> Saved data entries
- - - -

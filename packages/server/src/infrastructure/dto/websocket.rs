//! WebSocket message DTOs (wire format).
//!
//! All JSON keys and type tags are camelCase. Inbound events are parsed
//! into [`ClientEvent`]; outbound events are serialized from the
//! `*Event` structs below.

use serde::{Deserialize, Serialize};

/// Outbound event type tags
#[derive(Debug, Clone, Copy, PartialEq, Eq, Serialize, Deserialize)]
#[serde(rename_all = "camelCase")]
pub enum EventType {
    /// 参加直後の履歴一括配信
    ChatHistory,
    /// 新着メッセージの配信
    ReceiveMessage,
    /// 処理失敗の通知
    Error,
}

/// Outbound error codes
#[derive(Debug, Clone, Copy, PartialEq, Eq, Serialize, Deserialize)]
#[serde(rename_all = "camelCase")]
pub enum ErrorCode {
    /// ペイロードの検証に失敗した
    InvalidPayload,
    /// メッセージの永続化に失敗した
    StoreFailed,
}

/// Inbound events sent by clients
#[derive(Debug, Clone, Serialize, Deserialize)]
#[serde(tag = "type", rename_all = "camelCase")]
pub enum ClientEvent {
    /// チャットルームへの参加要求
    #[serde(rename_all = "camelCase")]
    JoinChat {
        chat_id: String,
        preferred_language: String,
        sender_name: String,
    },
    /// メッセージ送信要求
    #[serde(rename_all = "camelCase")]
    SendMessage {
        text: String,
        chat_id: String,
        sender_name: String,
    },
}

/// A translated message as delivered to one recipient
#[derive(Debug, Clone, PartialEq, Serialize, Deserialize)]
#[serde(rename_all = "camelCase")]
pub struct TranslatedMessageDto {
    pub sender: String,
    pub original_text: String,
    pub translated_text: String,
    pub timestamp: i64,
}

/// Full history replay, sent once to a joining connection
#[derive(Debug, Clone, Serialize, Deserialize)]
pub struct ChatHistoryEvent {
    pub r#type: EventType,
    pub messages: Vec<TranslatedMessageDto>,
}

/// A single new message, translated for the receiving connection
#[derive(Debug, Clone, Serialize, Deserialize)]
#[serde(rename_all = "camelCase")]
pub struct ReceiveMessageEvent {
    pub r#type: EventType,
    pub sender: String,
    pub original_text: String,
    pub translated_text: String,
    pub timestamp: i64,
}

/// Processing failure notification
#[derive(Debug, Clone, Serialize, Deserialize)]
pub struct ErrorEvent {
    pub r#type: EventType,
    pub code: ErrorCode,
    pub message: String,
}
//! Logging setup utilities for the chat relay workspace.

use tracing_subscriber::{layer::SubscriberExt, util::SubscriberInitExt};

/// Initialize the tracing subscriber with the specified default log level.
///
/// This function sets up logging for both the library crate and the binary.
/// The log level can be overridden using the `RUST_LOG` environment variable.
///
/// # Arguments
///
/// * `binary_name` - The name of the binary (e.g., "globetalk-server")
/// * `default_level` - The default log level (e.g., "debug", "info", "warn", "error")
///
/// # Examples
///
/// ```no_run
/// use globetalk_shared::logger::setup_logger;
///
/// setup_logger("globetalk-server", "debug");
/// ```
pub fn setup_logger(binary_name: &str, default_log_level: &str) {
    tracing_subscriber::registry()
        .with(
            tracing_subscriber::EnvFilter::try_from_default_env().unwrap_or_else(|_| {
                format!(
                    "{}={},{}={}",
                    env!("CARGO_PKG_NAME").replace("-", "_"),
                    default_log_level,
                    binary_name.replace("-", "_"),
                    default_log_level
                )
                .into()
            }),
        )
        .with(tracing_subscriber::fmt::layer())
        .init();
}
//! Gameplay constants. Levels are fixed layouts, so none of this is runtime-tunable.

pub const WIDTH: i32 = 800;
pub const HEIGHT: i32 = 600;
/// Everything rests on this line unless an elevated platform holds it up.
pub const FLOOR_Y: i32 = HEIGHT - 50;
/// Default simulation rate; every per-tick speed in this module assumes it.
pub const TICK_RATE: u32 = 60;

pub const PLAYER_SIZE: (i32, i32) = (35, 50);
pub const PLAYER_SPEED: i32 = 4;
pub const PLAYER_LIVES: u32 = 2;
pub const GRAVITY: f32 = 0.5;
pub const JUMP_IMPULSE: f32 = -12.0;
pub const INVINCIBLE_TICKS: i32 = 60;

pub const COIN_SIZE: i32 = 25;
pub const COIN_VALUE: u32 = 10;
pub const COIN_BOB_RATE: f64 = 0.005;
pub const COIN_BOB_AMPLITUDE: f64 = 3.0;

pub const ENEMY_SIZE: i32 = 40;
pub const ENEMY_SPEED_FACTOR: f32 = 0.7;
/// Patrol bounds sit this far inside the platform edges.
pub const ENEMY_BOUND_INSET: i32 = 20;

pub const FLAG_SIZE: (i32, i32) = (30, 50);

pub const CONTROLS_BAR_HEIGHT: i32 = 40;
// crates/engine_physics/src/contact.rs

use engine_shared::Rect;

use crate::kinematics::Body;

#[derive(Clone, Copy, Debug, PartialEq, Eq)]
pub enum Contact {
    /// Fell onto the platform's top face.
    Landed,
    /// Rose into the platform's bottom face.
    HeadBump,
}

/// Vertical-only resolution against one solid platform.
///
/// Side overlaps are left alone: walking into a platform's flank is not blocked.
pub fn resolve_platform(rect: &mut Rect, body: &mut Body, platform: &Rect) -> Option<Contact> {
    if !rect.intersects(platform) {
        return None;
    }

    if body.velocity_y > 0.0 && rect.bottom() > platform.top() && rect.top() < platform.top() {
        rect.set_bottom(platform.top());
        body.land();
        Some(Contact::Landed)
    } else if body.velocity_y < 0.0
        && rect.top() < platform.bottom()
        && rect.bottom() > platform.bottom()
    {
        rect.set_top(platform.bottom());
        body.velocity_y = 0.0;
        Some(Contact::HeadBump)
    } else {
        None
    }
}

/// Resolve against every platform in turn, then mark the body airborne if
/// nothing supports it and it is above `floor_y`. Returns whether it landed.
pub fn resolve_platforms<'a>(
    rect: &mut Rect,
    body: &mut Body,
    platforms: impl IntoIterator<Item = &'a Rect>,
    floor_y: i32,
) -> bool {
    let mut on_ground = false;
    for platform in platforms {
        if resolve_platform(rect, body, platform) == Some(Contact::Landed) {
            on_ground = true;
        }
    }

    if !on_ground && rect.bottom() < floor_y {
        body.jumping = true;
    }
    on_ground
}
// crates/platformer_game/src/systems/player.rs

use engine_ecs::{Entity, World};
use engine_physics::{apply_gravity, clamp_horizontal, clamp_to_floor};
use engine_shared::{Intent, IntentSet};
use tracing::trace;

use crate::components::{CPlayer, CRect};
use crate::tunables::{FLOOR_Y, GRAVITY, JUMP_IMPULSE, WIDTH};

/// Jump on the rising edge, then walk for every held direction.
pub fn apply_intents(world: &mut World, player: Entity, intents: &IntentSet) {
    let Some(state) = world.get_component_mut::<CPlayer>(player) else {
        return;
    };

    if intents.was_pressed(Intent::Jump) && state.body.jump(JUMP_IMPULSE) {
        trace!("jump");
    }

    let mut dx = 0;
    if intents.is_held(Intent::MoveLeft) {
        dx -= state.speed;
    }
    if intents.is_held(Intent::MoveRight) {
        dx += state.speed;
    }
    if dx != 0 {
        if let Some(rect) = world.get_component_mut::<CRect>(player) {
            rect.0.x += dx;
        }
    }
}

/// Gravity, floor and wall clamps, invincibility countdown.
pub fn update_player(world: &mut World, player: Entity) {
    let Some(mut rect) = world.get_component::<CRect>(player).map(|r| r.0) else {
        return;
    };
    let Some(state) = world.get_component_mut::<CPlayer>(player) else {
        return;
    };

    apply_gravity(&mut rect, &mut state.body, GRAVITY);
    clamp_to_floor(&mut rect, &mut state.body, FLOOR_Y);
    clamp_horizontal(&mut rect, 0, WIDTH);
    state.tick_invincibility();

    if let Some(slot) = world.get_component_mut::<CRect>(player) {
        slot.0 = rect;
    }
}

#[cfg(test)]
mod tests {
    use super::*;
    use crate::scene::spawn_player;

    fn rect(world: &World, e: Entity) -> engine_shared::Rect {
        world.get_component::<CRect>(e).unwrap().0
    }

    #[test]
    fn held_keys_move_four_units() {
        let mut world = World::new();
        let p = spawn_player(&mut world, (400, 525));
        let x0 = rect(&world, p).x;

        apply_intents(&mut world, p, &IntentSet::new().with_held(Intent::MoveRight));
        assert_eq!(rect(&world, p).x, x0 + 4);

        let both = IntentSet::new().with_held(Intent::MoveLeft).with_held(Intent::MoveRight);
        apply_intents(&mut world, p, &both);
        assert_eq!(rect(&world, p).x, x0 + 4);
    }

    #[test]
    fn jump_edge_sets_impulse() {
        let mut world = World::new();
        let p = spawn_player(&mut world, (400, 525));
        apply_intents(&mut world, p, &IntentSet::new().with_pressed(Intent::Jump));
        let body = world.get_component::<CPlayer>(p).unwrap().body;
        assert_eq!(body.velocity_y, JUMP_IMPULSE);
        assert!(body.jumping);

        // Held without a fresh press does nothing.
        let mut world = World::new();
        let p = spawn_player(&mut world, (400, 525));
        apply_intents(&mut world, p, &IntentSet::new().with_held(Intent::Jump));
        assert!(!world.get_component::<CPlayer>(p).unwrap().body.jumping);
    }

    #[test]
    fn standing_on_floor_stays_put() {
        let mut world = World::new();
        let p = spawn_player(&mut world, (400, 525));
        for _ in 0..10 {
            update_player(&mut world, p);
        }
        assert_eq!(rect(&world, p).bottom(), FLOOR_Y);
        assert_eq!(world.get_component::<CPlayer>(p).unwrap().body.velocity_y, 0.0);
    }

    #[test]
    fn walls_hold() {
        let mut world = World::new();
        let p = spawn_player(&mut world, (10, 525));
        let left = IntentSet::new().with_held(Intent::MoveLeft);
        for _ in 0..5 {
            apply_intents(&mut world, p, &left);
            update_player(&mut world, p);
        }
        assert_eq!(rect(&world, p).left(), 0);

        let right = IntentSet::new().with_held(Intent::MoveRight);
        for _ in 0..300 {
            apply_intents(&mut world, p, &right);
            update_player(&mut world, p);
        }
        assert_eq!(rect(&world, p).right(), WIDTH);
    }
}
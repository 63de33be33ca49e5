// crates/platformer_game/src/level.rs
//! The two hand-built levels.

use engine_shared::{Palette, Rect, Rgb};

#[derive(Debug, Clone, Copy, PartialEq, Eq, Hash, Default)]
pub enum LevelId {
    #[default]
    One,
    Two,
}

impl LevelId {
    pub fn number(self) -> u32 {
        match self {
            LevelId::One => 1,
            LevelId::Two => 2,
        }
    }

    pub fn data(self) -> &'static LevelData {
        match self {
            LevelId::One => &LEVEL_1,
            LevelId::Two => &LEVEL_2,
        }
    }
}

#[derive(Debug, Clone, Copy, PartialEq, Eq)]
pub enum Theme {
    Day,
    Night,
}

#[derive(Debug, Clone, Copy, PartialEq, Eq)]
pub struct EnemySpawn {
    /// Index into `LevelData::platforms`.
    pub platform: usize,
    pub base_speed: i32,
    /// Explicit `(left, right)` patrol bounds instead of the inset platform edges.
    pub bounds: Option<(i32, i32)>,
}

#[derive(Debug)]
pub struct LevelData {
    pub id: LevelId,
    pub name: &'static str,
    pub theme: Theme,
    /// Player centre at spawn.
    pub spawn: (i32, i32),
    pub ground: Palette,
    pub platform_palette: Palette,
    pub platforms: &'static [Rect],
    /// Coin centres.
    pub coins: &'static [(i32, i32)],
    pub enemies: &'static [EnemySpawn],
    pub enemy_color: Rgb,
    /// `(centerx, bottom)` of the finish flag.
    pub flag: (i32, i32),
    pub flag_color: Rgb,
}

impl LevelData {
    pub fn total_coins(&self) -> usize {
        self.coins.len()
    }

    pub fn clear_color(&self) -> Rgb {
        match self.theme {
            Theme::Day => Rgb::LIGHT_BLUE,
            Theme::Night => NIGHT_SKY,
        }
    }
}

pub const NIGHT_SKY: Rgb = Rgb::new(40, 40, 100);

const fn enemy(platform: usize, base_speed: i32) -> EnemySpawn {
    EnemySpawn { platform, base_speed, bounds: None }
}

pub static LEVEL_1: LevelData = LevelData {
    id: LevelId::One,
    name: "Day world",
    theme: Theme::Day,
    spawn: (100, 500),
    ground: Palette::new(Rgb::BROWN, Rgb::GREEN),
    platform_palette: Palette::new(Rgb::GRAY, Rgb::BROWN),
    platforms: &[
        Rect::new(100, 450, 200, 20),
        Rect::new(400, 400, 150, 20),
        Rect::new(200, 300, 100, 20),
        Rect::new(600, 450, 150, 20),
        Rect::new(500, 250, 100, 20),
    ],
    coins: &[
        (150, 420),
        (250, 420),
        (350, 370),
        (450, 370),
        (550, 420),
        (650, 420),
        (700, 420),
        (100, 520),
        (300, 520),
        (400, 420),
        (650, 370),
        (250, 270),
    ],
    enemies: &[enemy(0, 2), enemy(1, 3), enemy(3, 2)],
    enemy_color: Rgb::RED,
    flag: (550, 250),
    flag_color: Rgb::PURPLE,
};

pub static LEVEL_2: LevelData = LevelData {
    id: LevelId::Two,
    name: "Night adventure",
    theme: Theme::Night,
    spawn: (50, 500),
    ground: Palette::new(Rgb::DARK_RED, Rgb::DARK_GREEN),
    platform_palette: Palette::new(Rgb::DARK_BLUE, Rgb::BLUE),
    platforms: &[
        Rect::new(100, 480, 200, 20),
        Rect::new(500, 450, 200, 20),
        Rect::new(200, 350, 150, 20),
        Rect::new(450, 250, 180, 20),
    ],
    coins: &[
        (150, 450),
        (250, 450),
        (550, 420),
        (650, 420),
        (250, 320),
        (300, 320),
        (350, 520),
        (750, 520),
        (400, 400),
        (300, 200),
    ],
    enemies: &[enemy(0, 2), enemy(1, 3), enemy(2, 2)],
    enemy_color: Rgb::ORANGE,
    flag: (530, 250),
    flag_color: Rgb::GOLD,
};

#[cfg(test)]
mod tests {
    use super::*;
    use crate::tunables::{FLOOR_Y, WIDTH};

    #[test]
    fn coin_totals() {
        assert_eq!(LEVEL_1.total_coins(), 12);
        assert_eq!(LEVEL_2.total_coins(), 10);
    }

    #[test]
    fn enemies_reference_real_platforms() {
        for data in [&LEVEL_1, &LEVEL_2] {
            for spawn in data.enemies {
                assert!(spawn.platform < data.platforms.len(), "{}", data.name);
            }
        }
    }

    #[test]
    fn everything_fits_the_field() {
        for data in [&LEVEL_1, &LEVEL_2] {
            for p in data.platforms {
                assert!(p.left() >= 0 && p.right() <= WIDTH);
                assert!(p.bottom() <= FLOOR_Y);
            }
            for &(x, y) in data.coins {
                assert!((0..=WIDTH).contains(&x) && y < FLOOR_Y);
            }
        }
    }

    #[test]
    fn ids_round_trip() {
        assert_eq!(LevelId::One.data().id, LevelId::One);
        assert_eq!(LevelId::Two.data().id, LevelId::Two);
        assert_eq!(LevelId::Two.number(), 2);
    }
}
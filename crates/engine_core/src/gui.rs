// crates/engine_core/src/gui.rs
use egui::{Align2, Color32, Context, FontId, LayerId, Pos2};
use engine_shared::{Rgb, TextAnchor, TextItem};
use winit::{event::WindowEvent, window::Window};

use crate::renderer::viewport::FieldViewport;

/// Tessellated egui output for one frame, ready for the renderer.
pub struct GuiFrame {
    pub primitives: Vec<egui::ClippedPrimitive>,
    pub textures: egui::TexturesDelta,
    pub pixels_per_point: f32,
}

pub struct GuiSystem {
    pub ctx: Context,
    // State is an Option because it requires the Window to be created first
    state: Option<egui_winit::State>,
    pub show_inspector: bool,
}

impl GuiSystem {
    pub fn new(show_inspector: bool) -> Self {
        Self {
            ctx: Context::default(),
            state: None,
            show_inspector,
        }
    }

    /// Initialize the integration once the window exists
    pub fn init(&mut self, window: &Window) {
        self.state = Some(egui_winit::State::new(
            self.ctx.clone(),
            egui::ViewportId::ROOT,
            window,
            Some(window.scale_factor() as f32),
            None,
        ));
    }

    /// Forward window events to egui. Returns true if egui consumed it.
    pub fn handle_event(&mut self, window: &Window, event: &WindowEvent) -> bool {
        match &mut self.state {
            Some(state) => state.on_window_event(window, event).consumed,
            None => false,
        }
    }

    pub fn wants_keyboard_input(&self) -> bool {
        self.ctx.wants_keyboard_input()
    }

    pub fn wants_pointer_input(&self) -> bool {
        self.ctx.wants_pointer_input()
    }

    pub fn toggle_inspector(&mut self) {
        self.show_inspector = !self.show_inspector;
    }

    /// Prepare the frame, run the UI closure, and output draw data.
    /// `None` until [`GuiSystem::init`] has run.
    pub fn draw(
        &mut self,
        window: &Window,
        run_ui: impl FnOnce(&Context, &mut bool),
    ) -> Option<GuiFrame> {
        let state = self.state.as_mut()?;

        let raw_input = state.take_egui_input(window);
        self.ctx.begin_frame(raw_input);

        run_ui(&self.ctx, &mut self.show_inspector);

        let output = self.ctx.end_frame();
        state.handle_platform_output(window, output.platform_output);

        let primitives = self.ctx.tessellate(output.shapes, output.pixels_per_point);
        Some(GuiFrame {
            primitives,
            textures: output.textures_delta,
            pixels_per_point: output.pixels_per_point,
        })
    }
}

/// Screen position (egui points), font size and alignment for one text item.
pub(crate) fn text_placement(
    item: &TextItem,
    viewport: &FieldViewport,
    pixels_per_point: f32,
) -> (Pos2, f32, Align2) {
    let ppp = pixels_per_point.max(f32::EPSILON);
    let (sx, sy) = viewport.to_screen(item.x, item.y);
    let align = match item.anchor {
        TextAnchor::TopLeft => Align2::LEFT_TOP,
        TextAnchor::TopCenter => Align2::CENTER_TOP,
    };
    let size = item.size.points() * viewport.scale / ppp;
    (Pos2::new(sx / ppp, sy / ppp), size, align)
}

fn color32(c: Rgb) -> Color32 {
    Color32::from_rgb(c.r, c.g, c.b)
}

/// HUD, overlay and menu texts sit on egui's background layer, beneath any
/// window such as the inspector.
fn text_layer() -> LayerId {
    LayerId::background()
}

pub(crate) fn paint_texts(ctx: &Context, texts: &[TextItem], viewport: &FieldViewport) {
    if viewport.is_empty() {
        return;
    }
    let painter = ctx.layer_painter(text_layer());
    let ppp = ctx.pixels_per_point();
    for item in texts {
        let (pos, size, align) = text_placement(item, viewport, ppp);
        painter.text(pos, align, &item.text, FontId::proportional(size), color32(item.color));
    }
}
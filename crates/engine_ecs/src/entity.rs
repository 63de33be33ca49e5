// crates/engine_ecs/src/entity.rs
use std::fmt;

// Handle to a slot in the World arena.
// Bits 0-31: Index (The slot in the array)
// Bits 32-63: Generation (bumped every time the slot is freed)
#[derive(Clone, Copy, PartialEq, Eq, Hash, PartialOrd, Ord)]
pub struct Entity {
    id: u64,
}

impl Entity {
    const INDEX_MASK: u64 = 0xFFFF_FFFF;
    const GENERATION_SHIFT: u64 = 32;

    pub fn new(index: u32, generation: u32) -> Self {
        let id = (index as u64) | ((generation as u64) << Self::GENERATION_SHIFT);
        Self { id }
    }

    pub fn index(&self) -> usize {
        (self.id & Self::INDEX_MASK) as usize
    }

    pub fn generation(&self) -> u32 {
        (self.id >> Self::GENERATION_SHIFT) as u32
    }
}

impl fmt::Debug for Entity {
    fn fmt(&self, f: &mut fmt::Formatter<'_>) -> fmt::Result {
        write!(f, "Entity({}:{})", self.index(), self.generation())
    }
}

#[cfg(test)]
mod tests {
    use super::*;

    #[test]
    fn packs_index_and_generation() {
        let e = Entity::new(7, 3);
        assert_eq!(e.index(), 7);
        assert_eq!(e.generation(), 3);
        assert_eq!(Entity::new(u32::MAX, 1).index(), u32::MAX as usize);
        assert_eq!(Entity::new(u32::MAX, 1).generation(), 1);
        assert_eq!(format!("{e:?}"), "Entity(7:3)");
    }

    #[test]
    fn same_slot_different_generation_is_a_different_entity() {
        assert_ne!(Entity::new(1, 0), Entity::new(1, 1));
    }
}
// crates/engine_shared/src/lib.rs
//! Vocabulary shared by the host (window, renderer, input devices) and the game.
//!
//! Nothing in here knows about wgpu or winit: the game crate only ever sees
//! intents going in and a draw list coming out.

pub mod color;
pub mod draw;
pub mod game_api;
pub mod geometry;
pub mod input_types;

pub use color::{Palette, Rgb};
pub use draw::{DrawItem, DrawList, TextAnchor, TextItem, TextSize, VisualKind};
pub use game_api::GameLogic;
pub use geometry::Rect;
pub use input_types::{Flow, Intent, IntentSet, PointerClick, TickInput};
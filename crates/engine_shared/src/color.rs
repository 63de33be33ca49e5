// crates/engine_shared/src/color.rs
use glam::Vec4;

/// 8-bit sRGB colour.
#[derive(Clone, Copy, Debug, Default, PartialEq, Eq, Hash)]
pub struct Rgb {
    pub r: u8,
    pub g: u8,
    pub b: u8,
}

impl Rgb {
    pub const WHITE: Rgb = Rgb::new(255, 255, 255);
    pub const BLACK: Rgb = Rgb::new(0, 0, 0);
    pub const RED: Rgb = Rgb::new(255, 0, 0);
    pub const GREEN: Rgb = Rgb::new(0, 255, 0);
    pub const BLUE: Rgb = Rgb::new(0, 120, 255);
    pub const YELLOW: Rgb = Rgb::new(255, 255, 0);
    pub const ORANGE: Rgb = Rgb::new(255, 165, 0);
    pub const BROWN: Rgb = Rgb::new(139, 69, 19);
    pub const GRAY: Rgb = Rgb::new(128, 128, 128);
    pub const LIGHT_BLUE: Rgb = Rgb::new(173, 216, 230);
    pub const PURPLE: Rgb = Rgb::new(128, 0, 128);
    pub const SKIN: Rgb = Rgb::new(255, 220, 177);
    pub const DARK_GREEN: Rgb = Rgb::new(0, 100, 0);
    pub const DARK_RED: Rgb = Rgb::new(139, 0, 0);
    pub const DARK_BLUE: Rgb = Rgb::new(0, 0, 139);
    pub const GOLD: Rgb = Rgb::new(255, 215, 0);
    pub const LIGHT_GREEN: Rgb = Rgb::new(144, 238, 144);

    pub const fn new(r: u8, g: u8, b: u8) -> Self {
        Self { r, g, b }
    }

    /// Every channel lowered by `amount`, saturating at black.
    pub const fn darken(self, amount: u8) -> Self {
        Self::new(
            self.r.saturating_sub(amount),
            self.g.saturating_sub(amount),
            self.b.saturating_sub(amount),
        )
    }

    /// Linear-space RGBA for an sRGB render target.
    pub fn to_linear(self, alpha: f32) -> Vec4 {
        fn channel(c: u8) -> f32 {
            let c = c as f32 / 255.0;
            if c <= 0.04045 {
                c / 12.92
            } else {
                ((c + 0.055) / 1.055).powf(2.4)
            }
        }
        Vec4::new(channel(self.r), channel(self.g), channel(self.b), alpha)
    }
}

/// Two-colour scheme carried by every drawable: fill + accent
/// (platform fill/border, ground soil/grass, enemy body, flag cloth...).
#[derive(Clone, Copy, Debug, Default, PartialEq, Eq, Hash)]
pub struct Palette {
    pub primary: Rgb,
    pub secondary: Rgb,
}

impl Palette {
    pub const fn new(primary: Rgb, secondary: Rgb) -> Self {
        Self { primary, secondary }
    }

    pub const fn solid(color: Rgb) -> Self {
        Self::new(color, color)
    }
}

#[cfg(test)]
mod tests {
    use super::*;

    #[test]
    fn darken_saturates() {
        assert_eq!(Rgb::new(20, 100, 255).darken(30), Rgb::new(0, 70, 225));
    }

    #[test]
    fn linear_conversion_keeps_extremes() {
        let white = Rgb::WHITE.to_linear(1.0);
        let black = Rgb::BLACK.to_linear(0.5);
        assert!((white.x - 1.0).abs() < 1e-6);
        assert_eq!(black.x, 0.0);
        assert_eq!(black.w, 0.5);
        // Mid grey is darker in linear space.
        assert!(Rgb::GRAY.to_linear(1.0).x < 0.5);
    }
}
// crates/engine_core/src/lib.rs

// Logic Modules
pub mod app;
pub mod engine_loop;
pub mod error;
pub mod input;
pub mod inspector;
pub mod logging;

// Internal Implementation Modules
mod renderer;
pub mod gui;
pub mod platform_runner;

// Re-export App so the launcher crate can find it easily
pub use app::{App, AppConfig};
pub use error::HostError;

- - - -

> ACTION ITEM
The answer should be all lines from the entries above that hold the word "GuiSystem".

> YOUR RESPONSE
pub struct GuiSystem {
impl GuiSystem {
    /// `None` until [`GuiSystem::init`] has run.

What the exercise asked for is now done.